◆ PROBLEM STATEMENT ◆
Reproduce the records below exactly, but only between the lines holding "not fit in one" and "let mut merged: Vec<(u64, u64)>", inclusive.

DATA FOR PROCESSING below:

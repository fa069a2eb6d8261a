// Copyright 2020 Xavier Gillard
//
// Permission is hereby granted, free of charge, to any person obtaining a copy of
// this software and associated documentation files (the "Software"), to deal in
// the Software without restriction, including without limitation the rights to
// use, copy, modify, merge, publish, distribute, sublicense, and/or sell copies of
// the Software, and to permit persons to whom the Software is furnished to do so,
// subject to the following conditions:
//
// The above copyright notice and this permission notice shall be included in all
// copies or substantial portions of the Software.
//
// THE SOFTWARE IS PROVIDED "AS IS", WITHOUT WARRANTY OF ANY KIND, EXPRESS OR
// IMPLIED, INCLUDING BUT NOT LIMITED TO THE WARRANTIES OF MERCHANTABILITY, FITNESS
// FOR A PARTICULAR PURPOSE AND NONINFRINGEMENT. IN NO EVENT SHALL THE AUTHORS OR
// COPYRIGHT HOLDERS BE LIABLE FOR ANY CLAIM, DAMAGES OR OTHER LIABILITY, WHETHER
// IN AN ACTION OF CONTRACT, TORT OR OTHERWISE, ARISING FROM, OUT OF OR IN
// CONNECTION WITH THE SOFTWARE OR THE USE OR OTHER DEALINGS IN THE SOFTWARE.

//! This module defines the most basic data types that are used both in the
//! abstraction and implementation layers of this crate. These are also the
//! types a caller is likely to work with directly.
use std::hash::{Hash, Hasher};

use metrohash::MetroHash64;
use serde::{Deserialize, Serialize};

use crate::error::CutStockError;

/// A total order over how eagerly a piece length should be satisfied. This is
/// a pure tiebreaker (see the component design): it never changes whether a
/// plan is feasible, only which of two equally-scored plans wins.
#[derive(Copy, Clone, Debug, Eq, PartialEq, Ord, PartialOrd, Hash, Serialize, Deserialize)]
#[serde(rename_all = "lowercase")]
pub enum Priority {
    Low,
    Normal,
    High,
}

impl Default for Priority {
    fn default() -> Priority {
        Priority::Normal
    }
}

/// One line of canonical (post-normalization) demand: a piece length, the
/// quantity still required, and the priority carried over from the input
/// (the maximum priority, if duplicate lengths were merged).
#[derive(Clone, Copy, Debug, PartialEq)]
pub struct DemandItem {
    pub length: u64,
    pub quantity: u64,
    pub priority: Priority,
}

/// The canonical form of a demand list: lengths are unique and sorted
/// descending. Every downstream component consumes this type rather than the
/// caller's raw, possibly-duplicated demand list.
#[derive(Clone, Debug, PartialEq)]
pub struct NormalizedDemand {
    items: Vec<DemandItem>,
}

impl NormalizedDemand {
    /// Wraps an already-sorted, already-deduplicated vector of demand items.
    /// Only `implementation::normalizer` should call this directly.
    pub(crate) fn from_sorted(items: Vec<DemandItem>) -> NormalizedDemand {
        debug_assert!(items.windows(2).all(|w| w[0].length > w[1].length));
        NormalizedDemand { items }
    }

    pub fn items(&self) -> &[DemandItem] {
        &self.items
    }

    pub fn is_empty(&self) -> bool {
        self.items.is_empty()
    }

    pub fn len(&self) -> usize {
        self.items.len()
    }

    /// The longest demanded piece length, used to size the knapsack DP table
    /// and to validate a candidate master roll length during a range sweep.
    pub fn max_length(&self) -> u64 {
        self.items.iter().map(|i| i.length).max().unwrap_or(0)
    }

    /// `Σᵢ qᵢ·ℓᵢ`, the total length of material actually demanded.
    pub fn total_demanded_length(&self) -> u64 {
        self.items.iter().map(|i| i.length * i.quantity).sum()
    }

    /// `Σᵢ qᵢ`, the total piece count across all lengths.
    pub fn total_quantity(&self) -> u64 {
        self.items.iter().map(|i| i.quantity).sum()
    }

    pub fn quantity_of(&self, length: u64) -> u64 {
        self.items
            .iter()
            .find(|i| i.length == length)
            .map(|i| i.quantity)
            .unwrap_or(0)
    }
}

/// An immutable multiset of pieces that fits within one stock roll of length
/// `master_length`. Two patterns are equal iff their canonicalizations (piece
/// counts sorted by descending length) are equal; construction enforces that
/// canonical form so equality and hashing never have to re-sort.
#[derive(Clone, Debug, Eq, PartialEq, Serialize, Deserialize)]
pub struct Pattern {
    master_length: u64,
    /// Sorted descending by length, no two entries share a length, every
    /// count is strictly positive.
    cuts: Vec<(u64, u64)>,
    total_length: u64,
}

impl Pattern {
    /// Builds a pattern from a (length, count) multiset. Duplicate lengths
    /// are summed, zero counts dropped, the result sorted descending by
    /// length. Fails with `InvalidInput` if the pattern does not fit in one
    /// roll of `master_length`.
    pub fn from_counts(
        counts: impl IntoIterator<Item = (u64, u64)>,
        master_length: u64,
    ) -> Result<Pattern, CutStockError> {
        let mut merged: Vec<(u64, u64)> = Vec::new();
        for (length, count) in counts {
            if count == 0 {
                continue;
            }
            match merged.iter_mut().find(|(l, _)| *l == length) {
                Some((_, c)) => *c += count,
                None => merged.push((length, count)),
            }
        }
        merged.sort_unstable_by(|a, b| b.0.cmp(&a.0));

        let total_length: u64 = merged.iter().map(|(l, c)| l * c).sum();
        if total_length > master_length {
            return Err(CutStockError::InvalidInput(format!(
                "pattern of total length {} does not fit in a roll of length {}",
                total_length, master_length
            )));
        }

        Ok(Pattern {
            master_length,
            cuts: merged,
            total_length,
        })
    }

    /// The empty pattern: zero pieces, all waste. Used as a placeholder when
    /// opening a fresh roll in the greedy heuristics.
    pub fn empty(master_length: u64) -> Pattern {
        Pattern {
            master_length,
            cuts: Vec::new(),
            total_length: 0,
        }
    }

    pub fn cuts(&self) -> &[(u64, u64)] {
        &self.cuts
    }

    pub fn total_length(&self) -> u64 {
        self.total_length
    }

    pub fn waste(&self) -> u64 {
        self.master_length - self.total_length
    }

    pub fn count_of(&self, length: u64) -> u64 {
        self.cuts
            .iter()
            .find(|(l, _)| *l == length)
            .map(|(_, c)| *c)
            .unwrap_or(0)
    }

    pub fn remaining_capacity(&self) -> u64 {
        self.waste()
    }

    /// A deterministic, content-addressed identifier: a `MetroHash64` digest
    /// of the canonical (length, count) pairs, rendered in decimal. Stable
    /// across runs and processes, unlike an id derived from a memory address.
    pub fn id(&self) -> String {
        let mut hasher = MetroHash64::new();
        for (length, count) in &self.cuts {
            length.hash(&mut hasher);
            count.hash(&mut hasher);
        }
        format!("{}", hasher.finish())
    }

    /// Returns a copy of this pattern with one more piece of `length` added,
    /// or `None` if it would not fit. Used by the greedy heuristics to grow a
    /// roll in place.
    pub fn with_piece_added(&self, length: u64) -> Option<Pattern> {
        if length > self.remaining_capacity() {
            return None;
        }
        let mut counts = self.cuts.clone();
        match counts.iter_mut().find(|(l, _)| *l == length) {
            Some((_, c)) => *c += 1,
            None => counts.push((length, 1)),
        }
        Pattern::from_counts(counts, self.master_length).ok()
    }

    /// A human-readable canonical rendering: `"c1×l1 + c2×l2 + … (waste w)"`.
    pub fn describe(&self) -> String {
        let body = self
            .cuts
            .iter()
            .map(|(l, c)| format!("{}×{}", c, l))
            .collect::<Vec<_>>()
            .join(" + ");
        format!("{} (waste {})", body, self.waste())
    }
}

/// How many times a given pattern is cut, as part of a cutting plan.
#[derive(Clone, Debug, PartialEq, Serialize, Deserialize)]
pub struct PatternUsage {
    pub pattern: Pattern,
    pub rolls_used: u64,
}

/// Coarse quality tag attached to every report. `Optimal` and `NearOptimal`
/// both come from a correctly terminated column-generation loop (the
/// difference is whether the LP relaxation was proven tight or only
/// empirically so); `Timeout` and `Error` mean a resource guard fired.
#[derive(Copy, Clone, Debug, Eq, PartialEq, Serialize, Deserialize)]
#[serde(rename_all = "snake_case")]
pub enum Convergence {
    Optimal,
    NearOptimal,
    Timeout,
    Error,
}

/// Status of one entry in the algorithm-step trace.
#[derive(Copy, Clone, Debug, Eq, PartialEq, Serialize, Deserialize)]
#[serde(rename_all = "lowercase")]
pub enum StepStatus {
    Pending,
    Processing,
    Completed,
    Error,
}

/// One entry of the append-only trace recorded during a solve. `duration_s`
/// is only meaningful once `status` is `Completed` or `Error`.
#[derive(Clone, Debug, PartialEq, Serialize, Deserialize)]
pub struct AlgorithmStep {
    pub step: usize,
    pub name: String,
    pub status: StepStatus,
    pub duration_s: f64,
    pub detail: String,
}

/// Best-effort performance counters returned alongside every report.
#[derive(Clone, Debug, PartialEq, Serialize, Deserialize)]
pub struct PerformanceCounters {
    pub execution_time_s: f64,
    /// Peak resident memory in bytes, or 0 when unavailable (this crate has
    /// no portable peak-RSS probe in its dependency stack and always reports
    /// 0 — see DESIGN.md).
    pub memory_peak_bytes: u64,
    pub patterns_evaluated: usize,
    pub iterations: usize,
    pub convergence: Convergence,
}

#[cfg(test)]
mod tests {
    use super::*;

    #[test]
    fn pattern_from_counts_merges_duplicate_lengths_and_sorts_descending() {
        let pattern = Pattern::from_counts(vec![(30, 1), (60, 1), (30, 1)], 200).unwrap();
        assert_eq!(pattern.cuts(), &[(60, 1), (30, 2)]);
        assert_eq!(pattern.total_length(), 120);
        assert_eq!(pattern.waste(), 80);
    }

    #[test]
    fn pattern_from_counts_rejects_patterns_that_overflow_the_roll() {
        let err = Pattern::from_counts(vec![(60, 1), (50, 1)], 100);
        assert!(err.is_err());
    }

    #[test]
    fn pattern_waste_is_master_length_minus_total() {
        let pattern = Pattern::from_counts(vec![(50, 2)], 100).unwrap();
        assert_eq!(pattern.total_length(), 100);
        assert_eq!(pattern.waste(), 0);
    }

    #[test]
    fn pattern_id_is_deterministic_and_order_independent() {
        let a = Pattern::from_counts(vec![(30, 2), (60, 1)], 100).unwrap();
        let b = Pattern::from_counts(vec![(60, 1), (30, 1), (30, 1)], 100).unwrap();
        assert_eq!(a.id(), b.id());
    }

    #[test]
    fn pattern_id_differs_for_different_patterns() {
        let a = Pattern::from_counts(vec![(30, 2)], 100).unwrap();
        let b = Pattern::from_counts(vec![(30, 3)], 100).unwrap();
        assert_ne!(a.id(), b.id());
    }

    #[test]
    fn with_piece_added_respects_capacity() {
        let pattern = Pattern::from_counts(vec![(60, 1)], 100).unwrap();
        assert!(pattern.with_piece_added(50).is_none());
        let grown = pattern.with_piece_added(40).unwrap();
        assert_eq!(grown.total_length(), 100);
    }
}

End of DATA FOR PROCESSING.

◆ WRITTEN ANSWER ◆
    /// length. Fails with `InvalidInput` if the pattern does not fit in one
    /// roll of `master_length`.
    pub fn from_counts(
        counts: impl IntoIterator<Item = (u64, u64)>,
        master_length: u64,
    ) -> Result<Pattern, CutStockError> {
        let mut merged: Vec<(u64, u64)> = Vec::new();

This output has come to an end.